-- Opening Marker --

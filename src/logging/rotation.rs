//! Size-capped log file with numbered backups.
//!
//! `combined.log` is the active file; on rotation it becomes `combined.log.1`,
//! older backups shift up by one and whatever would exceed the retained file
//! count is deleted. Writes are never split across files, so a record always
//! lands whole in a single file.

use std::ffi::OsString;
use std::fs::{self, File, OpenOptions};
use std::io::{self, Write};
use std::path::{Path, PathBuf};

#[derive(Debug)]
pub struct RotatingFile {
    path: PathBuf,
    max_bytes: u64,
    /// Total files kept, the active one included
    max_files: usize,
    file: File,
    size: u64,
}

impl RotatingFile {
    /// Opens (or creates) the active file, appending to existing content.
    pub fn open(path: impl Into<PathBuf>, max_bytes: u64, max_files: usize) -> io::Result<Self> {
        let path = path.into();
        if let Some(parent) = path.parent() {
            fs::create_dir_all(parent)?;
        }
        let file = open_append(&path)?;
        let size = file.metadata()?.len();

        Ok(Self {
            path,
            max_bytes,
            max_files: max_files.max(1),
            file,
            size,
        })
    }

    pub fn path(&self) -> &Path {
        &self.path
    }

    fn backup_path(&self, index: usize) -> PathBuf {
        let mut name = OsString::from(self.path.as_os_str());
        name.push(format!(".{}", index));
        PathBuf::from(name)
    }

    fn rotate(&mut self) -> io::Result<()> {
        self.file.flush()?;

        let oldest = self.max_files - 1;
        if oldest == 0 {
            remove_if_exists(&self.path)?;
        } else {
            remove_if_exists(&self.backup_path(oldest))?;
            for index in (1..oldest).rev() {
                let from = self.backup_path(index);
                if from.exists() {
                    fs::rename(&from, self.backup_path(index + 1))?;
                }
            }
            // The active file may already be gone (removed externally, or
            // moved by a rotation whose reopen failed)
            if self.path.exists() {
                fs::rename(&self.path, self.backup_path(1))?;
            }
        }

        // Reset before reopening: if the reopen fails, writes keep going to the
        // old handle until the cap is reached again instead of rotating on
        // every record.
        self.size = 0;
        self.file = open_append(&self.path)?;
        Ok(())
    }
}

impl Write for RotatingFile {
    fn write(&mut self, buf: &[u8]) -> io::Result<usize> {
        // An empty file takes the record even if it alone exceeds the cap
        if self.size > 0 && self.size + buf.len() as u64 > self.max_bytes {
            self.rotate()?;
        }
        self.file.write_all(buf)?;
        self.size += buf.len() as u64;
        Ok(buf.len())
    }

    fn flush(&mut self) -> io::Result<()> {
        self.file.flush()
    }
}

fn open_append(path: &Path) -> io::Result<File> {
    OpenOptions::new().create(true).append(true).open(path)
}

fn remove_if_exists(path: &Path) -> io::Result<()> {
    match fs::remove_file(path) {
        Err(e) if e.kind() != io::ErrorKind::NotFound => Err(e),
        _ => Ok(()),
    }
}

-- Closing Marker --
-- Opening Marker --

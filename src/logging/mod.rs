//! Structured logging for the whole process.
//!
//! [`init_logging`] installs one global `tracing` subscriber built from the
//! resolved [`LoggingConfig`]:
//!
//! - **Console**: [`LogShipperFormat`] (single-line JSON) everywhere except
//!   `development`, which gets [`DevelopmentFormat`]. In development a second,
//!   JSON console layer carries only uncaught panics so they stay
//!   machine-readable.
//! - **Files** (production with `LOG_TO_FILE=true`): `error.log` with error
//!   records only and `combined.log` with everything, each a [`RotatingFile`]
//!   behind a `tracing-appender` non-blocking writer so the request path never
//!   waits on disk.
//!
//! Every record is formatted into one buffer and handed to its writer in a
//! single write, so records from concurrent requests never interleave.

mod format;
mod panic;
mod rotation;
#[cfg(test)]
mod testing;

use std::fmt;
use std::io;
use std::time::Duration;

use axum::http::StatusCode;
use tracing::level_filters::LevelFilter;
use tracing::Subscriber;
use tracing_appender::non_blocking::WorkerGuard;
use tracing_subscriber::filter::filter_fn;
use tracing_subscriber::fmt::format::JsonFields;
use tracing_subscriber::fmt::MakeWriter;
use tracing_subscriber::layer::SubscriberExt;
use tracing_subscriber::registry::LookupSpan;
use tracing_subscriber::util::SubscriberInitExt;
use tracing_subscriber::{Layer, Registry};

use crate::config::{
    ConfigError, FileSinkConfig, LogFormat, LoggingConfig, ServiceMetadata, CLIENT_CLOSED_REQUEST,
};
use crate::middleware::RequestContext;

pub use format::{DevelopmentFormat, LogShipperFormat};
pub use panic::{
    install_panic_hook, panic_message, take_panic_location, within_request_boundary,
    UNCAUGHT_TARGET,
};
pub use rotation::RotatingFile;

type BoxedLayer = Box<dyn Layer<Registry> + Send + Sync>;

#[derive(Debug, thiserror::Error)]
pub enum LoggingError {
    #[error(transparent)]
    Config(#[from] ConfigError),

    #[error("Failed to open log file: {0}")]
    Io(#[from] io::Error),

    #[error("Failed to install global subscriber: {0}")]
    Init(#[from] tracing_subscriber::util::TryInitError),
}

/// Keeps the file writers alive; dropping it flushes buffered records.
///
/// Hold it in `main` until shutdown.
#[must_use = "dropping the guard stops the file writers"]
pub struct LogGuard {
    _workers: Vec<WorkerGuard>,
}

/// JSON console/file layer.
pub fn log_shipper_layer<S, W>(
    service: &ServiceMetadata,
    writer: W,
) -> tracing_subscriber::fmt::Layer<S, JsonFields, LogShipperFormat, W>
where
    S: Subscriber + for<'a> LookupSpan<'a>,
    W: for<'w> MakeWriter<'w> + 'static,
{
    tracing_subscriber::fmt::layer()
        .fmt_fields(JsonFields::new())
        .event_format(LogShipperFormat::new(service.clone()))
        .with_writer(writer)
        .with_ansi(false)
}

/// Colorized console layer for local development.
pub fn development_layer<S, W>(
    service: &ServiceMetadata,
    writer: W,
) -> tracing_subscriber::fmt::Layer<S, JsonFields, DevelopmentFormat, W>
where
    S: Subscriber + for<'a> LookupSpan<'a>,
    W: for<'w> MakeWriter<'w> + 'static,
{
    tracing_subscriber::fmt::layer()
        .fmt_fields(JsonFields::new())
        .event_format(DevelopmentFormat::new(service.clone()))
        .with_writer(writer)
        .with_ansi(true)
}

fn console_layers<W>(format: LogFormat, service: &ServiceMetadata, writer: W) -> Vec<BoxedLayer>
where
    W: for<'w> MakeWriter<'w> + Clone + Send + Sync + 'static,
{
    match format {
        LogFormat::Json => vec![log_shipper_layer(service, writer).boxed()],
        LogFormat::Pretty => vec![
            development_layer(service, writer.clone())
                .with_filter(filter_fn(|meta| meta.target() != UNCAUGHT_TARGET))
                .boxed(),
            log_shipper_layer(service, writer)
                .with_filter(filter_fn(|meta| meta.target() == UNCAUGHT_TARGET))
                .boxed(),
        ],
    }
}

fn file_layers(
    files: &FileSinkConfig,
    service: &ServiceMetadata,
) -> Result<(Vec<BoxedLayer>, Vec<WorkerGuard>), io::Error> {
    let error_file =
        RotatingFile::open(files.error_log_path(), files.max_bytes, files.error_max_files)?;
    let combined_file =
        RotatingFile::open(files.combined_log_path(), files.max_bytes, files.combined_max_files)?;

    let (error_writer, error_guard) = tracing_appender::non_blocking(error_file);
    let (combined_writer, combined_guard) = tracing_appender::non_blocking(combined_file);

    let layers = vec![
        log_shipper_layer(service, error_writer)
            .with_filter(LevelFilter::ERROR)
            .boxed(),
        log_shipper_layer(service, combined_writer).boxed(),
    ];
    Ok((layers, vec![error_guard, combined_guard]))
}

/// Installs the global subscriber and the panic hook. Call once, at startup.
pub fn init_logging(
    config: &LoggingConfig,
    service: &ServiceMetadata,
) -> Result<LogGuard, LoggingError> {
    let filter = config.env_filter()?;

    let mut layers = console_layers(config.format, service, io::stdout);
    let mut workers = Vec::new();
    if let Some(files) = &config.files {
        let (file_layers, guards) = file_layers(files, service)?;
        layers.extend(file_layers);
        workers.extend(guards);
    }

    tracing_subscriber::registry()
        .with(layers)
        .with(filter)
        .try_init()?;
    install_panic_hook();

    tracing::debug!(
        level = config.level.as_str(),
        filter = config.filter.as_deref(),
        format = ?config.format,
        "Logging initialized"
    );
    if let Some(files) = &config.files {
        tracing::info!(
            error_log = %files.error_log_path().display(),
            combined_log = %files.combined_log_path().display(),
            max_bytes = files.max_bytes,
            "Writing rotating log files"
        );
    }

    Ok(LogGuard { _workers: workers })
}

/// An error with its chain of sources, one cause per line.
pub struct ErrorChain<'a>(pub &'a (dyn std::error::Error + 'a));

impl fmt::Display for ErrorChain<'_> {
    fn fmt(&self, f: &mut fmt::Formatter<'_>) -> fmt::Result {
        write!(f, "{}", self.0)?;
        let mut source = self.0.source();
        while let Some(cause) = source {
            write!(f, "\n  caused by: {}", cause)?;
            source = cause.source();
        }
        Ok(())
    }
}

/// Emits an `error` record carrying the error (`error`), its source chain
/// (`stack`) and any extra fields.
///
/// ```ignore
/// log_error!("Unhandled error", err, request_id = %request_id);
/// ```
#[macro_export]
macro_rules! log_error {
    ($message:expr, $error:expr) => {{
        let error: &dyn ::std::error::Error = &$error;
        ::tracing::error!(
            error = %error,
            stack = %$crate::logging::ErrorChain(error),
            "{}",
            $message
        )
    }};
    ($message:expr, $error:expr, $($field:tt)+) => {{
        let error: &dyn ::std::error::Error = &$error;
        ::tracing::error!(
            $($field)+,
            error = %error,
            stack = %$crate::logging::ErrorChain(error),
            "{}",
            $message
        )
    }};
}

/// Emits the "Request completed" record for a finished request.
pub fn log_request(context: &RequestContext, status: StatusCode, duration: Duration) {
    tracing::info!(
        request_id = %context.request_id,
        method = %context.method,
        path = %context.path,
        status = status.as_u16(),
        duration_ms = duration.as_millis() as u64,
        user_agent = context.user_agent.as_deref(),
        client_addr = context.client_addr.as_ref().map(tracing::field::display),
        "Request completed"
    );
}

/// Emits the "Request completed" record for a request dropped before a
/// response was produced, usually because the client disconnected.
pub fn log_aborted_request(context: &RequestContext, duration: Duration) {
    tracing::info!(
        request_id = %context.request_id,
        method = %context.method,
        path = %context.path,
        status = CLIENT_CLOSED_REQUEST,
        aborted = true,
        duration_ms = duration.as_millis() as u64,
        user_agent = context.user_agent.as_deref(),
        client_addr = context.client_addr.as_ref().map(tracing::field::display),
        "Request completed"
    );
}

-- Closing Marker --
-- Opening Marker --

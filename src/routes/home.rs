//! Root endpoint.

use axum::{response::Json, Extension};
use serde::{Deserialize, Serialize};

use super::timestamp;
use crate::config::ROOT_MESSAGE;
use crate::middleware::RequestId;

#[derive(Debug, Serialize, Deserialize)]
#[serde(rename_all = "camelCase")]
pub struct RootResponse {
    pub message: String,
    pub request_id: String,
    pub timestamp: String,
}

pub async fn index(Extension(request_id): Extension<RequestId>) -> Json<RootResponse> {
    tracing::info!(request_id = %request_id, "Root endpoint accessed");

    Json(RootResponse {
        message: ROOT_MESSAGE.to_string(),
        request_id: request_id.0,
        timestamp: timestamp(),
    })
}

-- Closing Marker --

## EXERCISE INSTRUCTIONS
Show every line of the entries above where the word "Extension" occurs.

## SOLUTION TO THIS PROBLEM
use axum::{response::Json, Extension};
pub async fn index(Extension(request_id): Extension<RequestId>) -> Json<RootResponse> {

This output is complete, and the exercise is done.